The gallery above starts with an all-important AMD spec table and sees the 6700XT shrink from the 6800 in a few key categories. Compute units are down 44.5 percent, while texture units are down 33 percent; L3 cache (which AMD calls “Infinity Cache”) dropped from 128MB to 96MB; and VRAM is down 25 percent to a reasonable 12GB GDDR6. AMD has also deemed it necessary to increase the GPU’s core clocks a bit, with an “to” number of 2424 MHz, which exceeds both the 6800 and 6800XT.
Last year’s new RDNA 2 cards didn’t necessarily live up to AMD’s claims of having released a great 4K line, and they don’t bother with such a sales pitch with the downsized 6700XT. AMD spoke of the fact that most PC players opt for 1080p and 1440p resolutions (without crediting services like Steam for capturing those stats), then reassured fans that the 6700XT is designed for optimal 1440p gaming at high speeds. refresh rates.

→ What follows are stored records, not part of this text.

//! Project root discovery.
//!
//! A project root is an ancestor directory holding a framework config file.
//! Candidates corroborated by a package manifest, VCS directory or
//! workspace file win; otherwise [`RootPolicy`] picks between the outermost
//! and innermost candidate. All file-system errors count as "marker absent".

use std::path::{Path, PathBuf};

use crate::config::RootPolicy;

/// Framework configuration file names that mark a project root.
pub const CONFIG_FILE_NAMES: &[&str] = &["nuxt.config.ts", "nuxt.config.js"];

/// Markers that corroborate a config-bearing directory as the real root.
const CORROBORATING_MARKERS: &[&str] = &[
    "package.json",
    ".git",
    "pnpm-workspace.yaml",
    "lerna.json",
    "nx.json",
    "turbo.json",
];

fn has_config_file(dir: &Path) -> bool {
    CONFIG_FILE_NAMES
        .iter()
        .any(|name| std::fs::metadata(dir.join(name)).map(|m| m.is_file()).unwrap_or(false))
}

fn is_corroborated(dir: &Path) -> bool {
    CORROBORATING_MARKERS
        .iter()
        .any(|marker| std::fs::metadata(dir.join(marker)).is_ok())
}

/// Find the project root for `path`.
///
/// Returns `None` when no ancestor (including `path` itself when it is a
/// directory) holds a framework config file.
pub fn find_project_root(path: &Path, policy: RootPolicy) -> Option<PathBuf> {
    let start = if path.is_dir() { path } else { path.parent()? };

    let candidates: Vec<&Path> = start.ancestors().filter(|dir| has_config_file(dir)).collect();

    if let Some(corroborated) = candidates.iter().find(|dir| is_corroborated(dir)) {
        return Some(corroborated.to_path_buf());
    }

    let fallback = match policy {
        RootPolicy::Outermost => candidates.last(),
        RootPolicy::Innermost => candidates.first(),
    };
    fallback.map(|dir| dir.to_path_buf())
}

/// Session-scoped project root, discovered lazily.
///
/// A successful discovery is kept for the rest of the session; a failed one
/// is retried on the next request.
#[derive(Debug, Default)]
pub struct ProjectRoot {
    root: Option<PathBuf>,
}

impl ProjectRoot {
    pub fn new() -> Self {
        Self::default()
    }

    /// Pre-seed the root (used when the host already knows it).
    pub fn with_root(root: PathBuf) -> Self {
        Self { root: Some(root) }
    }

    pub fn get(&self) -> Option<&Path> {
        self.root.as_deref()
    }

    /// Return the cached root, discovering it from `path` on first use.
    pub fn get_or_discover(&mut self, path: &Path, policy: RootPolicy) -> Option<&Path> {
        if self.root.is_none() {
            self.root = find_project_root(path, policy);
            match &self.root {
                Some(root) => log::info!("Project root: {}", root.display()),
                None => log::debug!("No project root above {}", path.display()),
            }
        }
        self.root.as_deref()
    }

    /// Forget the cached root so the next request rediscovers it.
    pub fn reset(&mut self) {
        self.root = None;
    }
}

#[cfg(test)]
mod tests {
    use super::*;
    use std::fs;
    use tempfile::TempDir;

    fn touch(path: &Path) {
        fs::create_dir_all(path.parent().unwrap()).unwrap();
        fs::write(path, "").unwrap();
    }

    #[test]
    fn test_finds_nearest_corroborated_root() {
        let temp_dir = TempDir::new().unwrap();
        let root = temp_dir.path().join("app");
        touch(&root.join("nuxt.config.ts"));
        touch(&root.join("package.json"));
        touch(&root.join("components/Foo.vue"));

        let found = find_project_root(&root.join("components/Foo.vue"), RootPolicy::Outermost);
        assert_eq!(found, Some(root));
    }

    #[test]
    fn test_corroborated_inner_beats_uncorroborated_outer() {
        let temp_dir = TempDir::new().unwrap();
        let outer = temp_dir.path();
        touch(&outer.join("nuxt.config.js"));
        let inner = outer.join("packages/site");
        touch(&inner.join("nuxt.config.ts"));
        touch(&inner.join("package.json"));
        touch(&inner.join("pages/index.vue"));

        let found = find_project_root(&inner.join("pages/index.vue"), RootPolicy::Outermost);
        assert_eq!(found, Some(inner));
    }

    #[test]
    fn test_uncorroborated_fallback_follows_policy() {
        let temp_dir = TempDir::new().unwrap();
        let outer = temp_dir.path().join("mono");
        touch(&outer.join("nuxt.config.ts"));
        let inner = outer.join("layer");
        touch(&inner.join("nuxt.config.ts"));
        touch(&inner.join("components/Foo.vue"));
        let file = inner.join("components/Foo.vue");

        assert_eq!(
            find_project_root(&file, RootPolicy::Outermost),
            Some(outer.clone())
        );
        assert_eq!(find_project_root(&file, RootPolicy::Innermost), Some(inner));
    }

    #[test]
    fn test_no_config_returns_none() {
        let temp_dir = TempDir::new().unwrap();
        touch(&temp_dir.path().join("src/main.ts"));

        let found = find_project_root(&temp_dir.path().join("src/main.ts"), RootPolicy::Outermost);
        // The temp dir lives outside any Nuxt project.
        assert!(found.map(|p| !p.starts_with(temp_dir.path())).unwrap_or(true));
    }

    #[test]
    fn test_session_root_is_cached_and_resettable() {
        let temp_dir = TempDir::new().unwrap();
        let root = temp_dir.path().join("site");
        touch(&root.join("nuxt.config.ts"));
        touch(&root.join(".git/HEAD"));
        touch(&root.join("app.vue"));

        let mut session = ProjectRoot::new();
        assert!(session.get().is_none());
        let found = session
            .get_or_discover(&root.join("app.vue"), RootPolicy::Outermost)
            .map(Path::to_path_buf);
        assert_eq!(found, Some(root.clone()));

        // Removing the config does not affect the cached session root.
        fs::remove_file(root.join("nuxt.config.ts")).unwrap();
        assert_eq!(session.get(), Some(root.as_path()));

        session.reset();
        assert!(session.get().is_none());
    }
}
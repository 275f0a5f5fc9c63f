//! Plugin references.
//!
//! A plugin is used through what it provides (`$key` properties on the app
//! instance), through the directives it registers, or by importing its file
//! directly.

use std::path::{Path, PathBuf};

use crate::io::{for_each_batched, read_text};
use crate::kind::DocumentKind;
use crate::naming::pascal_to_kebab;
use crate::patterns::{
    app_property_usages, bare_imports, destructured_app_keys, directive_names, directive_usages,
    import_statements, provide_call_keys, provide_object_keys, word_occurrences,
};
use crate::resolve::imports::import_reaches;
use crate::resolve::{ReferenceLocation, ResolveContext, SymbolQuery};
use crate::text::{preceding_char, DocumentLayout, LineIndex, Region};

/// What a plugin file registers.
#[derive(Debug, Clone, Default, PartialEq, Eq)]
pub struct PluginExports {
    /// Provided keys, without the `$` prefix
    pub provided: Vec<String>,
    pub directives: Vec<String>,
}

impl PluginExports {
    pub fn parse(text: &str) -> Self {
        let mut provided = provide_call_keys(text);
        for key in provide_object_keys(text) {
            if !provided.contains(&key) {
                provided.push(key);
            }
        }
        let mut directives = directive_names(text);
        directives.dedup();
        Self {
            provided,
            directives,
        }
    }
}

/// Conventional location of a plugin: `plugins/<name>[.client|.server].{ts,js}`.
pub fn conventional_plugin_path(root: &Path, name: &str) -> Option<PathBuf> {
    let plugins = &root.join("plugins");
    ["", ".client", ".server"]
        .iter()
        .flat_map(|suffix| {
            ["ts", "js"]
                .iter()
                .map(move |ext| plugins.join(format!("{}{}.{}", name, suffix, ext)))
        })
        .find(|path| path.is_file())
}

/// Directive attribute spellings: as registered and kebab-cased.
fn directive_spellings(name: &str) -> Vec<String> {
    let mut spellings = vec![name.to_string()];
    let kebab = pascal_to_kebab(name);
    if kebab != name {
        spellings.push(kebab);
    }
    spellings
}

pub async fn resolve_plugin(query: &SymbolQuery, ctx: &ResolveContext<'_>) -> Vec<ReferenceLocation> {
    let Some(defining) = query
        .defining_path
        .clone()
        .or_else(|| conventional_plugin_path(ctx.root, &query.name))
    else {
        log::debug!("No plugin file found for '{}'", query.name);
        return Vec::new();
    };

    let exports = match read_text(&defining).await {
        Some(text) => PluginExports::parse(&text),
        None => PluginExports::default(),
    };
    let directives: Vec<String> = exports
        .directives
        .iter()
        .flat_map(|d| directive_spellings(d))
        .collect();

    let candidates: Vec<PathBuf> = ctx
        .code_candidates(DocumentKind::Plugin)
        .await
        .into_iter()
        .filter(|path| *path != defining)
        .collect();

    let mut locations = Vec::new();
    for_each_batched(&candidates, ctx.batch_size(), |file| {
        let text = file.text.as_str();
        let layout = DocumentLayout::for_path(text, &file.path);
        let lines = LineIndex::new(text);
        let mut ranges = Vec::new();

        for key in &exports.provided {
            let property = format!("${}", key);
            if !text.contains(property.as_str()) {
                continue;
            }
            ranges.extend(
                app_property_usages(text, key)
                    .into_iter()
                    .filter(|r| layout.region_at(text, r.start).is_expression()),
            );
            ranges.extend(
                destructured_app_keys(text)
                    .into_iter()
                    .filter(|(name, _)| name == key)
                    .map(|(_, range)| range),
            );
            for offset in word_occurrences(text, &property) {
                let in_template = matches!(
                    layout.region_at(text, offset),
                    Region::TemplateBinding | Region::TemplateInterpolation
                );
                if in_template && preceding_char(text, offset) != Some('.') {
                    ranges.push(offset..offset + property.len());
                }
            }
        }

        for directive in &directives {
            ranges.extend(
                directive_usages(text, directive)
                    .into_iter()
                    .filter(|r| layout.region_at(text, r.start) == Region::TemplateTag),
            );
        }

        for import in import_statements(text) {
            if import_reaches(&file.path, &import.source, ctx.root, &defining, false) {
                ranges.push(import.range);
            }
        }
        for (source, range) in bare_imports(text) {
            if import_reaches(&file.path, &source, ctx.root, &defining, false) {
                ranges.push(range);
            }
        }

        for range in ranges {
            locations.push(ReferenceLocation::from_range(&file.path, &lines, range));
        }
    })
    .await;

    locations
}

#[cfg(test)]
mod tests {
    use super::*;

    #[test]
    fn test_plugin_exports_parse() {
        let text = "export default defineNuxtPlugin((nuxtApp) => {\n  nuxtApp.provide('toast', show)\n  nuxtApp.vueApp.directive('clickOutside', {})\n  return { provide: { toast: show, api } }\n})";
        let exports = PluginExports::parse(text);
        assert_eq!(exports.provided, vec!["toast", "api"]);
        assert_eq!(exports.directives, vec!["clickOutside"]);
        assert_eq!(directive_spellings("clickOutside"), vec!["clickOutside", "click-outside"]);
    }

    #[test]
    fn test_conventional_plugin_path_tries_mode_suffixes() {
        let temp_dir = tempfile::TempDir::new().unwrap();
        let root = temp_dir.path();
        std::fs::create_dir_all(root.join("plugins")).unwrap();
        std::fs::write(root.join("plugins/auth.client.js"), "export default {}").unwrap();
        std::fs::write(root.join("plugins/api.ts"), "export default {}").unwrap();

        assert_eq!(
            conventional_plugin_path(root, "auth"),
            Some(root.join("plugins/auth.client.js"))
        );
        assert_eq!(conventional_plugin_path(root, "api"), Some(root.join("plugins/api.ts")));
        assert_eq!(conventional_plugin_path(root, "missing"), None);
    }
}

But the announcement didn’t have any good counterparts to Nvidia’s feathers, namely the competition’s dedicated cores for ray tracing and deep-learning super-sampling (DLSS). AMD’s possible answer to the latter, FidelityFX Super Resolution, was teased vaguely in Wednesday’s presentation, but we’re still waiting to hear exactly how it works, when it launches, and how many games and software suites it will support. Until AMD implements its own smart upscaling system, it simply won’t be able to compete in ray tracing, as our tests showed last year.
Better news: AMD’s sales pitch about uniting your entire system behind its brand to access the company’s own “Smart Access Memory” feature has been updated to support the older Ryzen 3000 series CPUs, in addition to the existing feature on Ryzen 5000 products. The idea here is to make the CPU and GPU talk to each other more efficiently, thus distributing full access to the GPU memory pool as needed, and with AMD’s clear CPU gains in recent years, you’re probably in a position to profit. However, motherboard compatibility is limited to 500 series boards, and the Ryzen 5 3400G and Ryzen 3 3200G are not compatible with the function.
It’s worth noting that one of AMD’s charts compares the 6700XT to Nvidia’s RTX 2080 Super – a card whose performance has been summarily compromised by newer Nvidia releases. That’s up to us to shake out in future independent testing, so we’ll do our best to pit the 6700XT against similarly priced GPUs in a future article. And yes, “comparably priced” in 2021 may require a careful scan of auction and reseller lists, which we are ready to do at this point.